Before the platinum hit records, Grammy Award nomination and acclaim, Fat Joe was Joseph Antonio Cartagena from the Bronx. In his new memoir, “The Book of Jose,” he details the toll of his upbringing, mental health and becoming a rapper.
He described his childhood to CBS News as beautiful, saying, “We didn’t have nothing. We didn’t have no money. We grew up on welfare. We grew up in the projects but we didn’t know what we were missing.”
Born in New York City’s South Bronx to Puerto Rican and Cuban parents, Cartegena said he struggled to fit in as an overweight kid with blonde hair and green eyes. He recalled getting beat up “every single day” while growing up.
In an excerpt from “The Book of Jose,” Cartegena explained how his reality impacted him.
“I sat in my bedroom with hatred festering,” he wrote. “My heart turned black. I no longer cared about anybody. I wanted to inflict as much violence and fear as I could on anyone who stood in my path. It didn’t matter whether they were good or bad.”
He recalled patrolling neighborhoods in the 1980s, which included robbing and intimidating community members.
“When I pray at night to God or I give back to the community, I don’t know if I can make up for the pain I gave to the community,” Cartegena said.
But nonetheless, the rapper said he “was a great kid” who would have perhaps become a doctor, lawyer or pastor had he grown up under different circumstances.
“I came with a pure heart, with a good heart,” he said. “It was the streets and the environment that changed me into that person.”
By the early 1990s, Cartegena’s skill with the mic was starting to break through and he began spending more time in the recording studio with his first hit in 1993, “Flow Joe.” He said he had “changed [his] life completely to get in the music business,” drawing on early advice he received at the time from rapper LL Cool J.
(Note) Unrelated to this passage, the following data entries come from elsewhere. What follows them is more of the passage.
//! `schema:load` workflow

use super::{Prompt, Target, WorkflowError};
use crate::adapter::{AdapterError, SchemaAdapter};
use crate::config::Environment;
use std::path::PathBuf;
use std::time::{Duration, Instant};

#[derive(Debug, Clone, PartialEq, Eq)]
pub enum LoadOutcome {
    /// No schema file; the database was not touched
    Missing { path: PathBuf },
    /// The destroy confirmation was declined
    Aborted,
    Loaded { elapsed: Duration },
}

impl LoadOutcome {
    pub const MISSING_MESSAGE: &'static str = "Schema file missing. Nothing to load.";
    pub const ABORTED_MESSAGE: &'static str = "Aborting.";
}

/// Confirmation asked before destroying `database`
pub fn destroy_question(database: &str) -> String {
    format!("Hey! You must be pretty damn sure that you want to destroy '{database}'. Are you sure?")
}

/// Rebuild the target database from its schema file.
///
/// Unless `destroy` is set, the user must confirm (default no). The adapter
/// is only opened once the file exists and the load is confirmed.
pub fn run<A, F>(
    target: &Target,
    destroy: bool,
    open: F,
    prompt: &mut dyn Prompt,
) -> Result<LoadOutcome, WorkflowError>
where
    A: SchemaAdapter,
    F: FnOnce(&Environment) -> Result<A, AdapterError>,
{
    if !target.schema_file.is_file() {
        tracing::info!(path = %target.schema_file.display(), "schema file missing");
        return Ok(LoadOutcome::Missing {
            path: target.schema_file.clone(),
        });
    }

    if !destroy && !prompt.confirm(&destroy_question(&target.env.name), false)? {
        return Ok(LoadOutcome::Aborted);
    }

    let mut adapter = open(&target.env).map_err(WorkflowError::Execution)?;

    let start = Instant::now();
    adapter
        .schema_load(&target.schema_file)
        .map_err(WorkflowError::Execution)?;
    let elapsed = start.elapsed();

    tracing::info!(environment = %target.environment, ?elapsed, "schema loaded");
    Ok(LoadOutcome::Loaded { elapsed })
}
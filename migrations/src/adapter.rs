//! Database adapter capability
//!
//! The dump and load workflows only talk to a database through
//! [`SchemaAdapter`]; [`connect`] picks the implementation named by an
//! environment's `adapter` setting.

use crate::config::Environment;
use crate::script::ParseError;
use std::path::{Path, PathBuf};

/// A database connection that can snapshot and rebuild its schema.
pub trait SchemaAdapter {
    /// Adapter name as written in configuration
    fn name(&self) -> &str;

    /// Render the current schema as a schema script.
    ///
    /// Returns `None` when the database has no user tables.
    fn schema_dump(&mut self) -> Result<Option<String>, AdapterError>;

    /// Destroy every user table and rebuild the schema from the script at `path`.
    fn schema_load(&mut self, path: &Path) -> Result<(), AdapterError>;
}

impl<T: SchemaAdapter + ?Sized> SchemaAdapter for Box<T> {
    fn name(&self) -> &str {
        (**self).name()
    }

    fn schema_dump(&mut self) -> Result<Option<String>, AdapterError> {
        (**self).schema_dump()
    }

    fn schema_load(&mut self, path: &Path) -> Result<(), AdapterError> {
        (**self).schema_load(path)
    }
}

/// Adapter errors
#[derive(Debug, thiserror::Error)]
pub enum AdapterError {
    #[error("unsupported adapter '{0}'")]
    Unsupported(String),

    /// Driver support was compiled out
    #[error("{adapter} support is not enabled; rebuild with the '{feature}' feature")]
    MissingDriver {
        adapter: &'static str,
        feature: &'static str,
    },

    #[error("connection failed: {0}")]
    Connection(String),

    #[error("query failed: {0}")]
    Query(String),

    #[error("failed to read {}: {}", .0.display(), .1)]
    Read(PathBuf, #[source] std::io::Error),

    #[error("invalid schema script: {0}")]
    Script(#[from] ParseError),
}

/// Open the adapter configured for `env`.
pub fn connect(env: &Environment) -> Result<Box<dyn SchemaAdapter>, AdapterError> {
    match env.adapter.as_str() {
        #[cfg(feature = "rusqlite")]
        "sqlite" => Ok(Box::new(crate::sqlite::SqliteAdapter::open(&env.name)?)),

        #[cfg(not(feature = "rusqlite"))]
        "sqlite" => Err(AdapterError::MissingDriver {
            adapter: "SQLite",
            feature: "rusqlite",
        }),

        other => Err(AdapterError::Unsupported(other.into())),
    }
}
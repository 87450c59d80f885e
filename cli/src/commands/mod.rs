//! CLI command implementations

pub mod dump;
pub mod load;

use crate::output;
use strata_migrations::Target;

/// Print which environment, adapter and database a command works on
fn report_target(target: &Target) {
    if target.defaulted {
        println!(
            "{}",
            output::warn_line(&format!(
                "no environment specified, defaulting to: {}",
                target.environment
            ))
        );
    } else {
        println!("{}", output::setting("using environment", &target.environment));
    }
    println!("{}", output::setting("using adapter", &target.env.adapter));
    println!("{}", output::setting("using database", &target.env.name));
}
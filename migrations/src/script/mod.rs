//! Schema scripts
//!
//! A schema script is the persisted, human-editable projection of a schema:
//!
//! ```text
//! -- strata schema dump
//!
//! table('users', array())
//!     ->addColumn('email', 'string', array('length'=>255))
//!     ->addIndex(array('email'), array('name' => 'users_email', 'unique' => true))
//!     ->create();
//!
//! table('posts')
//!     ->addForeignKey('user_id', 'users', 'id')
//!     ->update();
//! ```
//!
//! [`render_schema`] writes one from a list of tables and [`parse_schema`]
//! reads it back.

mod parser;
mod writer;

pub use parser::{ParseError, parse_add_column_arguments, parse_schema};
pub use writer::{HEADER, render_schema};

use strata_types::{Index, OptionValue, Table};

/// Name the script uses for an index without one: `<table>_<col>_<col>`.
pub fn default_index_name(table: &str, index: &Index) -> String {
    let mut name = table.to_string();
    for column in &index.columns {
        name.push('_');
        name.push_str(column);
    }
    name
}

/// Column a loader creates implicitly for a table's primary key, if any.
///
/// No `id` option (or `id => true`) names `"id"`, a string names a custom
/// column, and `id => false` disables it.
pub fn implicit_id_column(table: &Table) -> Option<&str> {
    match table.options.id() {
        None | Some(OptionValue::Bool(true)) => Some("id"),
        Some(OptionValue::Str(name)) => Some(name),
        Some(_) => None,
    }
}

/// The `PRIMARY` index implied by a table's options.
///
/// A `primary_key` list wins; otherwise the implicit id column is the key.
pub fn implied_primary_index(table: &Table) -> Option<Index> {
    let primary_key = table.options.primary_key();
    if !primary_key.is_empty() {
        return Some(Index::primary(primary_key.iter().cloned()));
    }
    implicit_id_column(table).map(|column| Index::primary([column]))
}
“I was like, ‘Yo, how you get this?’ He said, ‘That’s easy. I do the same thing you do. I just rap to the women and make commercial hits and you just rap to the gangsters on the street,” Cartegena said of an encounter with LL Cool J. “That sparked an idea in my brain that was like, ‘Oh, we gotta switch the game up.’ And around that time is where I first discovered Big Pun.”
Christopher Rios, also known as Big Pun, was one of the biggest names in hip-hop in the late 1990s. He and Cartegena were part of the Terror Squad, teaming up for a number of billboard smash hits. But in February of 2000, Rios suffered a fatal heart attack at 28-years-old.
Cartegana said he then fell into a deep depression, which he wrestled with for years.
“I knew I was in trouble. Like big trouble,” he said. “…I kept reliving this and reliving this and reliving this and reliving this and I was just in such a dark place.”
He said he worked through his grief through therapy and would later go on to register a string of Billboard hits.
Now, at 52, Cartegana reflected on his career in rap, saying that it is “a dangerous occupation.”
“It’s a very catch-22 situation,” he said.
Citing rapper 21 Savage, Cartegana asked “What do you do? You grew up in this community. You become rich out of nowhere. They supported you. Do you leave the hood and have the whole hood hate you forever? Or do you stay and try to look out for them because some of them are going to do the wrong thing.”
For Cartegana, he still operates in the South Bronx to this day, running one of New York’s top sneaker shops while providing a learning center for local kids. He described the store as “a safe haven for people in the community.”
“Don’t believe people telling you that you’re worthless, that you can’t become something,” he said. “We gotta be there for each other and let these young kings know, and queens know, that they’re valuable.”